Review Article

A Protective Role of Glibenclamide in Inflammation-Associated Injury

Figure 1

Anti-inflammatory mechanisms of glibenclamide. Glibenclamide blocks KATP channel to prevent K+ efflux and changes the membrane potential, which inhibits P2X7 receptor-mediated Ca2+ influx, resulting in reducing inflammatory cytokines. Glibenclamide blocks the Sur1-Trpm4 channel to decrease the BBB permeability, which reduces extravasated protein-induced production of TNF-α. Glibenclamide inhibition of Sur1-Trpm4 channel increases ROCE-mediated Ca2+ influx, which activates CaMKII and then inhibits CN/NFAT/Nos2 signaling.
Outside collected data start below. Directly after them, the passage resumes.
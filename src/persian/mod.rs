//! The Persian (Solar Hijri) calendar. Months 1-6 have 31 days, months 7-11
//! have 30, and month 12 (Esfand) has 29 days, or 30 in a leap year. Where
//! the leap years fall is the whole question; `fast` answers it by
//! arithmetic plus a correction table, `astronomical` by asking an equinox
//! oracle.

pub use astronomical::AstronomicalPersian;
pub use fast::FastPersian;

mod astronomical;
mod fast;

use num_integer::Integer;

use crate::error::InvalidDate;
use crate::fixed::FixedDay;

/// Fixed day number of 1 Farvardin of year 1, i.e. March 19 of 622 CE
/// (Julian), the equinox of the year of the Hijra.
pub(crate) const PERSIAN_EPOCH: FixedDay = FixedDay::new(226_896);

/// A Persian calendar date. Plain data; conversions validate.
#[derive(Debug, Clone, Copy, PartialEq, Eq, PartialOrd, Ord, Hash)]
pub struct PersianDate {
    pub year: i32,
    pub month: u8,
    pub day: u8,
}

impl PersianDate {
    pub const fn new(year: i32, month: u8, day: u8) -> PersianDate {
        PersianDate { year, month, day }
    }
}

/// Leap-year placement of the plain 33-year cycle: 8 leap years per cycle,
/// on a fixed residue set modulo 33. This tracks the mean tropical year
/// closely but not exactly; the correction table covers the difference.
pub fn cycle_leap_year(year: i32) -> bool {
    (25 * year as i64 + 11).rem_euclid(33) < 8
}

pub(crate) fn days_in_month(month: u8, leap: bool) -> u8 {
    match month {
        1..=6 => 31,
        7..=11 => 30,
        _ => {
            if leap {
                30
            } else {
                29
            }
        }
    }
}

// Days of the year before `month` starts, 0 for Farvardin.
pub(crate) fn days_before_month(month: u8) -> i64 {
    let month = month as i64;
    if month <= 7 {
        31 * (month - 1)
    } else {
        30 * (month - 1) + 6
    }
}

// Month containing the 1-based day of the year. The first 186 days divide
// evenly into the six 31-day months; the rest divide by 30 after the 6
// surplus days are discarded.
pub(crate) fn month_of_day_of_year(day_of_year: i64) -> u8 {
    if day_of_year <= 186 {
        day_of_year.div_ceil(&31) as u8
    } else {
        (day_of_year - 6).div_ceil(&30) as u8
    }
}

pub(crate) fn validate(date: PersianDate, leap: bool) -> Result<(), InvalidDate> {
    if !(1..=12).contains(&date.month) || date.day == 0 || date.day > days_in_month(date.month, leap)
    {
        return Err(InvalidDate {
            year: date.year,
            month: date.month,
            day: date.day,
        });
    }
    Ok(())
}

#[cfg(test)]
mod tests {
    use super::*;

    #[test]
    fn test_cycle_leap_years() {
        // Recent leap years of the 33-year cycle.
        for year in [1370, 1375, 1379, 1387, 1391, 1395, 1399, 1403] {
            assert!(cycle_leap_year(year), "{}", year);
        }
        for year in [1400, 1401, 1402, 1404, 1405] {
            assert!(!cycle_leap_year(year), "{}", year);
        }
        // Exactly 8 leap years in any window of 33 consecutive years.
        for start in [1, 1178, 1400, 2967] {
            let count = (start..start + 33).filter(|&y| cycle_leap_year(y)).count();
            assert_eq!(count, 8, "window starting at {}", start);
        }
    }

    #[test]
    fn test_month_shapes() {
        assert_eq!(days_before_month(1), 0);
        assert_eq!(days_before_month(7), 186);
        assert_eq!(days_before_month(12), 336);
        // days_before_month and days_in_month agree month by month.
        for month in 1..12u8 {
            assert_eq!(
                days_before_month(month) + days_in_month(month, false) as i64,
                days_before_month(month + 1)
            );
        }
        assert_eq!(days_before_month(12) + 29, 365);
        assert_eq!(days_before_month(12) + 30, 366);
        // month_of_day_of_year is the inverse of the month starts.
        for month in 1..=12u8 {
            let leap = true;
            for day in 1..=days_in_month(month, leap) {
                let day_of_year = days_before_month(month) + day as i64;
                assert_eq!(month_of_day_of_year(day_of_year), month);
            }
        }
    }

    #[test]
    fn test_validate() {
        assert!(validate(PersianDate::new(1402, 12, 29), false).is_ok());
        assert!(validate(PersianDate::new(1402, 12, 30), false).is_err());
        assert!(validate(PersianDate::new(1403, 12, 30), true).is_ok());
        assert!(validate(PersianDate::new(1403, 1, 32), true).is_err());
        assert!(validate(PersianDate::new(1403, 7, 31), true).is_err());
        assert!(validate(PersianDate::new(1403, 13, 1), true).is_err());
        assert!(validate(PersianDate::new(1403, 0, 1), true).is_err());
        assert!(validate(PersianDate::new(1403, 1, 0), true).is_err());
    }
}
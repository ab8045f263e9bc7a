//! Conversions between the proleptic Gregorian calendar, the Persian
//! (Solar Hijri) calendar and a linear fixed day count (day 1 = Gregorian
//! 0001-01-01). The interesting part is the Persian fast path: leap years
//! are placed by the 33-year cyclic rule plus a small bit-packed correction
//! table, which makes it match the true equinox-based calendar exactly for
//! years 1178 through 3000 without any astronomy at run time.

pub use correction::{BuildError, CorrectionTable, FIRST_YEAR, LAST_YEAR};
pub use equinox::{EquinoxOracle, SolarOracle, ORACLE_FIRST_YEAR, ORACLE_LAST_YEAR};
pub use error::{ConversionError, InvalidDate, OutOfRange, RangeError};
pub use fixed::FixedDay;
pub use gregorian::{fixed_from_gregorian, gregorian_from_fixed, GregorianDate};
pub use persian::{cycle_leap_year, AstronomicalPersian, FastPersian, PersianDate};

mod astronomy;
mod correction;
mod div_rem;
mod equinox;
mod error;
mod fixed;
pub mod gregorian;
mod gregorian_normalized_date;
mod persian;
pub mod verify;

#[cfg(test)]
mod tests {
    use super::*;

    // End-to-end: today's date through all three representations.
    #[test]
    fn test_cross_calendar_conversion() {
        let fast = FastPersian::builtin();
        let fixed = fixed_from_gregorian(GregorianDate::new(2025, 9, 23)).unwrap();
        let persian = fast.persian_from_fixed(fixed).unwrap();
        assert_eq!(persian, PersianDate::new(1404, 7, 1));
        assert_eq!(fast.fixed_from_persian(persian).unwrap(), fixed);
        assert_eq!(gregorian_from_fixed(fixed), GregorianDate::new(2025, 9, 23));
    }
}
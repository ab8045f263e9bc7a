//! The seam between the Persian converters and the astronomy that defines
//! the calendar: something that can say on which fixed day a Persian year
//! begins.

use crate::astronomy;
use crate::error::RangeError;
use crate::fixed::FixedDay;
use crate::persian::PERSIAN_EPOCH;

/// Decides where each Persian year begins. The real implementation is
/// [`SolarOracle`]; tests inject synthetic ones to exercise the table
/// builder without paying for trigonometry.
pub trait EquinoxOracle {
    /// Fixed day number of 1 Farvardin of the given Persian year.
    fn vernal_equinox_new_year(&self, year: i32) -> Result<FixedDay, RangeError>;
}

/// Longitude of the reference meridian, in degrees east. Iran Standard
/// Time is mean solar time at this meridian, so the zone offset and the
/// longitude correction cancel exactly.
const REFERENCE_LONGITUDE: f64 = 52.5;

/// Solar longitude at the March equinox.
const SPRING: f64 = 0.0;

/// First Persian year [`SolarOracle`] will answer for.
pub const ORACLE_FIRST_YEAR: i32 = 1;
/// Last Persian year [`SolarOracle`] will answer for. The solar series is
/// published for roughly four millennia around J2000 (this is Gregorian
/// 3999); beyond that we refuse rather than extrapolate.
pub const ORACLE_LAST_YEAR: i32 = 3378;

/// Places Persian New Year by the true vernal equinox: 1 Farvardin is the
/// day whose apparent midday at the reference meridian falls on or just
/// after the equinox. This is the ground truth the fast converter's
/// correction table is built and verified against.
#[derive(Debug, Clone, Copy, Default)]
pub struct SolarOracle;

impl SolarOracle {
    pub fn new() -> SolarOracle {
        SolarOracle
    }

    // Universal time of apparent noon at the reference meridian.
    fn midday(date: i64) -> f64 {
        let mean_noon = date as f64 + 0.5 - REFERENCE_LONGITUDE / 360.0;
        mean_noon - astronomy::equation_of_time(mean_noon)
    }

    // Fixed day of the Persian New Year on or before `date`: the first day
    // whose apparent midday finds the Sun within two degrees past the
    // equinox. Two degrees is comfortably more than a day of solar motion,
    // so the scan cannot skip a year.
    fn new_year_on_or_before(date: i64) -> i64 {
        let approx = astronomy::estimate_prior_solar_longitude(SPRING, Self::midday(date));
        let mut day = approx.floor() as i64 - 1;
        while astronomy::solar_longitude(astronomy::julian_centuries(Self::midday(day)))
            > SPRING + 2.0
        {
            day += 1;
        }
        day
    }
}

impl EquinoxOracle for SolarOracle {
    fn vernal_equinox_new_year(&self, year: i32) -> Result<FixedDay, RangeError> {
        if !(ORACLE_FIRST_YEAR..=ORACLE_LAST_YEAR).contains(&year) {
            return Err(RangeError {
                year,
                oracle_first: ORACLE_FIRST_YEAR,
                oracle_last: ORACLE_LAST_YEAR,
            });
        }
        // Aim half a year past where the mean year puts the New Year, then
        // walk back onto it.
        let anchor = PERSIAN_EPOCH.get()
            + 180
            + (astronomy::MEAN_TROPICAL_YEAR * (year - 1) as f64).floor() as i64;
        Ok(FixedDay::new(Self::new_year_on_or_before(anchor)))
    }
}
Glibenclamide can inhibit NLRP3 inflammasome-mediated production of IL-1β and reduce IL-13/4, which blocks the migration of eosinophils. The inhibitory effect is indicated by red lines with bar ends; the excitatory effect is indicated by green lines with arrow ends. ROCE: receptor-operated Ca2+ entry channel; CaMKII: Ca2+/calmodulin protein kinase II; CN: calcineurin; NFAT: nuclear of activated T cells; Nos2: inducible nitric oxide synthase gene; AP-1: activator protein-1; ERKs: extracellular signal-regulated kinases; JNKs: Jun N-terminal kinases; BBB: blood-brain barrier; p-STAT6: phosphorylated signal transducer and activator of transcription 6; VCAM-1: vascular cell adhesion molecular 1.